Lors d’un échange au colloque Narcissisme et création en septembre 2014 à Istanbul un débat apparut : choisissons-nous toujours des œuvres qui nous « parlent » (j’y reviendrai plus loin avec Richard III) ? Forcément, dira-t-on. Mais alors, illustrent-elles le déjà su, le déjà compris, ou exigent-elles un nouvel effort de pensée qui permette de ne pas ramener le texte à ce que l’on sait ou à ce que l’on croit, sans se laisser déranger par lui ? Ou encore, ces œuvres ont-elles pour objectif de fournir des preuves dans d’autres champs que le champ initial qui les a suscitées, ainsi que le propose R. Roussillon avec D. Anzieu ?

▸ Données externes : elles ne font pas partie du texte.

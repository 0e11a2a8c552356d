use std::sync::Arc;

use chrono::{Datelike, Duration, NaiveDate, NaiveTime, Utc};

use crate::domain::models::interval::TimeInterval;
use crate::domain::ports::{ServiceRepository, StaffRepository};
use crate::domain::services::conflicts::ConflictDetector;
use crate::domain::services::rules;
use crate::error::AppError;

/// Enumerates bookable intervals for a service on a calendar day:
/// working hours minus breaks, stepped by the service's occupied length,
/// filtered through the booking window and the conflict detector. The
/// result is materialized fresh on every call.
pub struct SlotGenerator {
    services: Arc<dyn ServiceRepository>,
    staff: Arc<dyn StaffRepository>,
    detector: Arc<ConflictDetector>,
    /// Fallback window for availability queries without a staff member.
    default_window: (NaiveTime, NaiveTime),
}

impl SlotGenerator {
    pub fn new(
        services: Arc<dyn ServiceRepository>,
        staff: Arc<dyn StaffRepository>,
        detector: Arc<ConflictDetector>,
        default_window: (NaiveTime, NaiveTime),
    ) -> Self {
        Self {
            services,
            staff,
            detector,
            default_window,
        }
    }

    pub async fn available_slots(
        &self,
        tenant_id: &str,
        service_id: &str,
        staff_id: Option<&str>,
        date: NaiveDate,
    ) -> Result<Vec<TimeInterval>, AppError> {
        let service = self
            .services
            .find_by_id(tenant_id, service_id)
            .await?
            .ok_or_else(|| AppError::NotFound("Service not found".into()))?;
        if !service.is_active {
            return Ok(Vec::new());
        }

        let (windows, breaks) = match staff_id {
            Some(id) => {
                let staff = self
                    .staff
                    .find_by_id(tenant_id, id)
                    .await?
                    .ok_or_else(|| AppError::NotFound("Staff not found".into()))?;
                if !staff.is_active {
                    return Ok(Vec::new());
                }
                let hours = staff.working_hours();
                let windows: Vec<(NaiveTime, NaiveTime)> = hours
                    .for_weekday(date.weekday())
                    .map(|ws| ws.iter().filter_map(|w| w.parse().ok()).collect())
                    .unwrap_or_default();
                (windows, staff.breaks_for(date.weekday()))
            }
            None => (vec![self.default_window], Vec::new()),
        };

        let open = subtract_breaks(&windows, &breaks);

        let day_start = date.and_time(NaiveTime::MIN).and_utc();
        let day_range = TimeInterval {
            start: day_start,
            end: day_start + Duration::days(1),
        };
        let existing = self
            .detector
            .active_in_range(tenant_id, staff_id, &day_range)
            .await?;

        let now = Utc::now();
        let slots = candidate_intervals(date, &open, service.slot_minutes())
            .into_iter()
            .filter(|slot| slot.start >= now)
            .filter(|slot| rules::check_booking_window(&service, slot.start, now).is_ok())
            .filter(|slot| ConflictDetector::overlapping(&existing, slot).is_empty())
            .collect();

        Ok(slots)
    }
}

/// Carves the break windows out of the working-hour windows, yielding
/// the ordered open sub-ranges of the day.
pub fn subtract_breaks(
    windows: &[(NaiveTime, NaiveTime)],
    breaks: &[(NaiveTime, NaiveTime)],
) -> Vec<(NaiveTime, NaiveTime)> {
    let mut open = Vec::new();
    for &(w_start, w_end) in windows {
        let mut segments = vec![(w_start, w_end)];
        for &(b_start, b_end) in breaks {
            let mut remaining = Vec::new();
            for (s, e) in segments {
                if b_end <= s || b_start >= e {
                    remaining.push((s, e));
                    continue;
                }
                if b_start > s {
                    remaining.push((s, b_start));
                }
                if b_end < e {
                    remaining.push((b_end, e));
                }
            }
            segments = remaining;
        }
        open.extend(segments);
    }
    open.sort();
    open
}

/// Steps candidate intervals of `slot_minutes` length through each open
/// sub-range, restarting the cursor at every sub-range start. Candidates
/// must fit entirely inside their sub-range.
pub fn candidate_intervals(
    date: NaiveDate,
    open: &[(NaiveTime, NaiveTime)],
    slot_minutes: i64,
) -> Vec<TimeInterval> {
    let mut slots = Vec::new();
    if slot_minutes <= 0 {
        return slots;
    }

    for &(start, end) in open {
        let window_end = date.and_time(end).and_utc();
        let mut cursor = date.and_time(start).and_utc();
        while cursor + Duration::minutes(slot_minutes) <= window_end {
            slots.push(TimeInterval {
                start: cursor,
                end: cursor + Duration::minutes(slot_minutes),
            });
            cursor += Duration::minutes(slot_minutes);
        }
    }

    slots.sort_by_key(|s| s.start);
    slots
}

#[cfg(test)]
mod tests {
    use super::*;
    use chrono::Timelike;

    fn t(h: u32, m: u32) -> NaiveTime {
        NaiveTime::from_hms_opt(h, m, 0).unwrap()
    }

    #[test]
    fn break_splits_window_in_two() {
        let open = subtract_breaks(&[(t(9, 0), t(12, 0))], &[(t(10, 0), t(10, 15))]);
        assert_eq!(open, vec![(t(9, 0), t(10, 0)), (t(10, 15), t(12, 0))]);
    }

    #[test]
    fn break_outside_window_is_ignored() {
        let open = subtract_breaks(&[(t(9, 0), t(12, 0))], &[(t(13, 0), t(14, 0))]);
        assert_eq!(open, vec![(t(9, 0), t(12, 0))]);
    }

    #[test]
    fn break_covering_whole_window_removes_it() {
        let open = subtract_breaks(&[(t(9, 0), t(10, 0))], &[(t(8, 30), t(10, 30))]);
        assert!(open.is_empty());
    }

    #[test]
    fn break_clipping_window_edge_shrinks_it() {
        let open = subtract_breaks(&[(t(9, 0), t(12, 0))], &[(t(11, 30), t(12, 30))]);
        assert_eq!(open, vec![(t(9, 0), t(11, 30))]);
    }

    #[test]
    fn candidates_restart_after_break() {
        // Working 09:00-12:00, break 10:00-10:15, 30-minute service with
        // no buffer: starts 09:00, 09:30, 10:15, 10:45, 11:15.
        let date = NaiveDate::from_ymd_opt(2026, 3, 2).unwrap();
        let open = subtract_breaks(&[(t(9, 0), t(12, 0))], &[(t(10, 0), t(10, 15))]);
        let slots = candidate_intervals(date, &open, 30);

        let starts: Vec<(u32, u32)> = slots
            .iter()
            .map(|s| (s.start.time().hour(), s.start.time().minute()))
            .collect();
        assert_eq!(starts, vec![(9, 0), (9, 30), (10, 15), (10, 45), (11, 15)]);
    }

    #[test]
    fn service_longer_than_every_window_yields_nothing() {
        let date = NaiveDate::from_ymd_opt(2026, 3, 2).unwrap();
        let open = vec![(t(9, 0), t(10, 0)), (t(10, 15), t(11, 0))];
        assert!(candidate_intervals(date, &open, 90).is_empty());
    }

    #[test]
    fn no_open_windows_yields_nothing() {
        let date = NaiveDate::from_ymd_opt(2026, 3, 2).unwrap();
        assert!(candidate_intervals(date, &[], 30).is_empty());
    }

    #[test]
    fn step_includes_buffer_length() {
        // 30 + 10 buffer steps every 40 minutes inside 09:00-11:00.
        let date = NaiveDate::from_ymd_opt(2026, 3, 2).unwrap();
        let slots = candidate_intervals(date, &[(t(9, 0), t(11, 0))], 40);
        let starts: Vec<(u32, u32)> = slots
            .iter()
            .map(|s| (s.start.time().hour(), s.start.time().minute()))
            .collect();
        assert_eq!(starts, vec![(9, 0), (9, 40), (10, 20)]);
    }
}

René Roussillon et quelques œuvres
Je n’ai pas lu tout R. Roussillon. De plus, ici, j’ai fait le choix de me limiter au champ de la littérature, comme j’ai choisi de ne pas inclure les textes sur la création qui ne s’appuient pas sur des créateurs ou des œuvres. Aussi vous proposerai-je une promenade ponctuée de quelques points forts, de ces œuvres qui semblent pour lui inévitables tant elles entrent en dialogue avec son travail. A la manière du professeur de littérature et psychanalyste Pierre Bayard (Peut-on appliquer la littérature à la psychanalyse ?, Le plagiat par anticipation, …), j’ai pensé récemment, lors de la communication de R. Roussillon au colloque d’Istanbul, « Shakespeare a lu Roussillon ». Je sais bien que non mais cela montre en revanche sur quel fond culturel R. Roussillon pense. Ce fond aide chacun à symboliser soit en lui faisant faire l’économie d’un travail personnel, soit en apportant des éléments au travail personnel de symbolisation, mais il s’agit ici d’autre chose. En effet, R. Roussillon, comme d’autres à cet égard, se propose de faire un pas de côté pour rendre explicite la représentation, la théorie implicite, portée par l’œuvre dans un vocabulaire, voire dans un référentiel, autre que celui de la psychanalyse.
Lorsque j’ai voulu organiser mon propos, j’ai bien entendu cherché un plan. Je suis arrivé à celui-ci, dont je n’étais pas mécontent. Dans une première partie, les textes dans lesquels R. Roussillon étaye sur des œuvres littéraires sa théorisation de la symbolisation, de ses aléas et de ses échecs à partir de Alice au pays des merveilles ou de De l’autre côté du miroir, de M. Proust, de L-F. Céline. Dans une deuxième partie ceux dans lesquels il modélisait le rapport aux œuvres, la réception, en appui sur I. Calvino ; mais déjà cette partie pourrait être une sous partie de la première ou de la troisième ! Dans une troisième partie, enfin, ceux où il pensait les souffrances narcissiques identitaires à la lumière des œuvres : je pense en particulier au travail sur A. Camus et sur le Richard III de Shakespeare. Finalement ce plan, que je conserverai tout de même pour des besoins de clarté, m’apparut bien réducteur. D’une part car il y a des fils, ceux-là même qui animent la pensée et la recherche de R. Roussillon, qui courent d’un texte à l’autre…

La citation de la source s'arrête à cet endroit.